A cautionary tale: the case of the 35-year-old MSDS
When onboarding a new client, we found their oldest MSDS was for sodium hypochlorite and it was dated January 30, 1987. That sheet was 35 years old!
It started out as a paper sheet in a binder. At some point it was converted to a pdf and for the last 10 years it was hosted by a series of online SDS management providers. Over those 10 years our new client paid their previous SDS providers $60 to have quick access to an obsolete document. What they didn’t get was:
- An updated version of the sheet
- Notification that they had an old sheet that maybe wasn’t required
- Insight into the hazards, ingredients or control measures on protecting employees
What’s worse is we discovered they had 350 sheets that were more than 10 years old. They had paid $21,000 for nothing!
Strategy #3: Update sheets by target dates
With SDS RiskAssist we set a target date for when each sheet should be checked for an update. We can do this because we are the only SDS management software that maintains data on how frequently suppliers update their sheets and whether the SDS has significant new data.

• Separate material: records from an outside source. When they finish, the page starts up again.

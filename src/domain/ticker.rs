//! Contract ticker formatting.
//!
//! Monthly futures:  `{underlying}{YY}{MMM}FUT`          e.g. `NSE:NIFTY20OCTFUT`
//! Monthly options:  `{underlying}{YY}{MMM}{strike}{CE|PE}` e.g. `NSE:BANKNIFTY20NOV25000PE`
//! Weekly options:   `{underlying}{YY}{M}{DD}{strike}{CE|PE}` e.g. `NSE:NIFTY20O0811000CE`
//!
//! `M` is a single character month code: `1`-`9` for January to September,
//! then `O`, `N`, `D`.

use crate::domain::error::QuantkitError;
use chrono::{Datelike, NaiveDate, Weekday};
use std::fmt;
use std::str::FromStr;

const MONTH_ABBR: [&str; 12] = [
    "JAN", "FEB", "MAR", "APR", "MAY", "JUN", "JUL", "AUG", "SEP", "OCT", "NOV", "DEC",
];

const WEEKLY_MONTH_CODES: [char; 12] = ['1', '2', '3', '4', '5', '6', '7', '8', '9', 'O', 'N', 'D'];

#[derive(Debug, Clone, Copy, PartialEq, Eq, Hash)]
pub enum OptionType {
    Call,
    Put,
}

impl OptionType {
    pub fn code(&self) -> &'static str {
        match self {
            OptionType::Call => "CE",
            OptionType::Put => "PE",
        }
    }
}

impl FromStr for OptionType {
    type Err = QuantkitError;

    fn from_str(s: &str) -> Result<Self, Self::Err> {
        match s.trim().to_uppercase().as_str() {
            "CE" => Ok(OptionType::Call),
            "PE" => Ok(OptionType::Put),
            _ => Err(QuantkitError::InvalidOptionType(s.to_string())),
        }
    }
}

impl fmt::Display for OptionType {
    fn fmt(&self, f: &mut fmt::Formatter<'_>) -> fmt::Result {
        write!(f, "{}", self.code())
    }
}

/// Expiry weekday per exchange family.
#[derive(Debug, Clone, Copy, PartialEq, Eq)]
pub struct ExpiryWeekdays {
    pub default: Weekday,
    pub bse: Weekday,
}

impl Default for ExpiryWeekdays {
    fn default() -> Self {
        Self {
            default: Weekday::Thu,
            bse: Weekday::Tue,
        }
    }
}

impl ExpiryWeekdays {
    /// Weekday for a symbol or underlying, keyed off its exchange prefix.
    pub fn for_symbol(&self, symbol: &str) -> Weekday {
        let exchange = symbol.split(':').next().unwrap_or_default();
        if exchange.trim().eq_ignore_ascii_case("BSE") {
            self.bse
        } else {
            self.default
        }
    }
}

/// Three-letter upper-case month, 1-based.
pub fn month_abbr(month: u32) -> &'static str {
    MONTH_ABBR[(month.clamp(1, 12) - 1) as usize]
}

/// Single-character weekly month code, 1-based.
pub fn weekly_month_code(month: u32) -> char {
    WEEKLY_MONTH_CODES[(month.clamp(1, 12) - 1) as usize]
}

fn two_digit_year(date: NaiveDate) -> String {
    format!("{:02}", date.year().rem_euclid(100))
}

pub fn futures_ticker(underlying: &str, expiry: NaiveDate) -> String {
    format!(
        "{}{}{}FUT",
        underlying,
        two_digit_year(expiry),
        month_abbr(expiry.month())
    )
}

pub fn monthly_option_ticker(
    underlying: &str,
    expiry: NaiveDate,
    strike: u32,
    option_type: OptionType,
) -> String {
    format!(
        "{}{}{}{}{}",
        underlying,
        two_digit_year(expiry),
        month_abbr(expiry.month()),
        strike,
        option_type
    )
}

pub fn weekly_option_ticker(
    underlying: &str,
    expiry: NaiveDate,
    strike: u32,
    option_type: OptionType,
) -> String {
    format!(
        "{}{}{}{:02}{}{}",
        underlying,
        two_digit_year(expiry),
        weekly_month_code(expiry.month()),
        expiry.day(),
        strike,
        option_type
    )
}

/// Year and month encoded in a monthly futures or options ticker.
#[derive(Debug, Clone, Copy, PartialEq, Eq)]
pub struct ContractMonth {
    pub year: u32,
    pub month: u32,
}

/// Year, month and day encoded in a weekly options ticker.
#[derive(Debug, Clone, Copy, PartialEq, Eq)]
pub struct ContractDay {
    pub year: u32,
    pub month: u32,
    pub day: u32,
}

fn strip_underlying<'t>(ticker: &'t str, underlying: &str) -> Option<&'t str> {
    ticker.strip_prefix(underlying)
}

fn parse_year(rest: &str) -> Option<u32> {
    let yy = rest.get(..2)?;
    if !yy.bytes().all(|b| b.is_ascii_digit()) {
        return None;
    }
    yy.parse().ok()
}

/// Decode `{YY}{MMM}` after `underlying` in a monthly ticker.
pub fn decode_monthly_ticker(ticker: &str, underlying: &str) -> Option<ContractMonth> {
    let rest = strip_underlying(ticker, underlying)?;
    let year = parse_year(rest)?;
    let abbr = rest.get(2..5)?;
    let month = MONTH_ABBR.iter().position(|m| *m == abbr)? as u32 + 1;
    Some(ContractMonth { year, month })
}

/// Decode `{YY}{M}{DD}` after `underlying` in a weekly ticker.
pub fn decode_weekly_ticker(ticker: &str, underlying: &str) -> Option<ContractDay> {
    let rest = strip_underlying(ticker, underlying)?;
    let year = parse_year(rest)?;
    let code = rest.get(2..3)?.chars().next()?;
    let month = WEEKLY_MONTH_CODES.iter().position(|c| *c == code)? as u32 + 1;
    let day: u32 = rest.get(3..5)?.parse().ok()?;
    if !(1..=31).contains(&day) {
        return None;
    }
    Some(ContractDay { year, month, day })
}
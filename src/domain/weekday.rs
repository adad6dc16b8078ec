//! Weekday parsing for expiry calculations.
//!
//! Accepts full names (`Thursday`), three-letter abbreviations (`thu`) and
//! numeric indices where 0 is Monday and 6 is Sunday.

use crate::domain::error::QuantkitError;
use chrono::Weekday;

const WEEKDAY_NAMES: [(&str, Weekday); 14] = [
    ("monday", Weekday::Mon),
    ("tuesday", Weekday::Tue),
    ("wednesday", Weekday::Wed),
    ("thursday", Weekday::Thu),
    ("friday", Weekday::Fri),
    ("saturday", Weekday::Sat),
    ("sunday", Weekday::Sun),
    ("mon", Weekday::Mon),
    ("tue", Weekday::Tue),
    ("wed", Weekday::Wed),
    ("thu", Weekday::Thu),
    ("fri", Weekday::Fri),
    ("sat", Weekday::Sat),
    ("sun", Weekday::Sun),
];

/// Parse a weekday from a name, abbreviation or 0-based index.
pub fn parse_weekday(input: &str) -> Result<Weekday, QuantkitError> {
    let key = input.trim().to_lowercase();

    if let Ok(index) = key.parse::<u8>() {
        return weekday_from_index(index)
            .ok_or_else(|| QuantkitError::InvalidWeekday(input.to_string()));
    }

    WEEKDAY_NAMES
        .iter()
        .find(|(name, _)| *name == key)
        .map(|(_, day)| *day)
        .ok_or_else(|| QuantkitError::InvalidWeekday(input.to_string()))
}

/// 0 = Monday .. 6 = Sunday.
pub fn weekday_from_index(index: u8) -> Option<Weekday> {
    match index {
        0 => Some(Weekday::Mon),
        1 => Some(Weekday::Tue),
        2 => Some(Weekday::Wed),
        3 => Some(Weekday::Thu),
        4 => Some(Weekday::Fri),
        5 => Some(Weekday::Sat),
        6 => Some(Weekday::Sun),
        _ => None,
    }
}

pub fn is_weekend(day: Weekday) -> bool {
    matches!(day, Weekday::Sat | Weekday::Sun)
}

#[cfg(test)]
mod tests {
    use super::*;

    #[test]
    fn parses_full_names_case_insensitive() {
        assert_eq!(parse_weekday("Thursday").unwrap(), Weekday::Thu);
        assert_eq!(parse_weekday("TUESDAY").unwrap(), Weekday::Tue);
        assert_eq!(parse_weekday("  sunday ").unwrap(), Weekday::Sun);
    }

    #[test]
    fn parses_abbreviations() {
        assert_eq!(parse_weekday("Thu").unwrap(), Weekday::Thu);
        assert_eq!(parse_weekday("mon").unwrap(), Weekday::Mon);
        assert_eq!(parse_weekday("SAT").unwrap(), Weekday::Sat);
    }

    #[test]
    fn parses_indices() {
        assert_eq!(parse_weekday("0").unwrap(), Weekday::Mon);
        assert_eq!(parse_weekday("3").unwrap(), Weekday::Thu);
        assert_eq!(parse_weekday("6").unwrap(), Weekday::Sun);
    }

    #[test]
    fn rejects_unknown_names() {
        for input in ["thurs", "", "7", "-1", "weekday"] {
            match parse_weekday(input) {
                Err(QuantkitError::InvalidWeekday(got)) => assert_eq!(got, input),
                other => panic!("expected InvalidWeekday for {input:?}, got {other:?}"),
            }
        }
    }

    #[test]
    fn index_matches_chrono_numbering() {
        for i in 0..7u8 {
            let day = weekday_from_index(i).unwrap();
            assert_eq!(day.num_days_from_monday(), i as u32);
        }
        assert!(weekday_from_index(7).is_none());
    }

    #[test]
    fn weekend_detection() {
        assert!(is_weekend(Weekday::Sat));
        assert!(is_weekend(Weekday::Sun));
        assert!(!is_weekend(Weekday::Fri));
    }
}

That data gives you the ability to prioritize what products you should check first for updates.
One supplier we see in the marketplace has SDSs for their products on their website dated 2015-2017. Why would you bother routinely checking these after three years and then every year thereafter when the dates haven’t changed? Our data also show that a different supplier regularly updates their sheets every three years and half the time has significant differences. They require a different level of attention.
You can also link to supplier websites directly from our dashboard to speed up the process of replacing your SDSs using the supplier’s URLs or pdfs, while copying any of data you have added to the old sheet to the new one and then archiving the old sheets (again with date stamps).
Archiving safety data sheets
We recommend archiving SDSs that you don’t need. System administrators can still access them if required but they are not visible to other users. As a side note, you should not have to pay your SDS management provider to store documents that people don’t access and that are not being actively managed. SDS RiskAssist doesn’t charge you for archived sheets. Archived sheets are like a safety net – the SDSs are there if you need them, (with date stamps as to when they were archived), but they are not your main focus.
SDS RiskAssist makes chemical safety a snap
SDS RiskAssist makes it easy to tackle the huge job of keeping SDSs up to date by allowing you to sort your collection by hazard, date, format, supplier, last update and other criteria. That way you can prioritize your work to ensure you are in compliance with WHMIS regulations.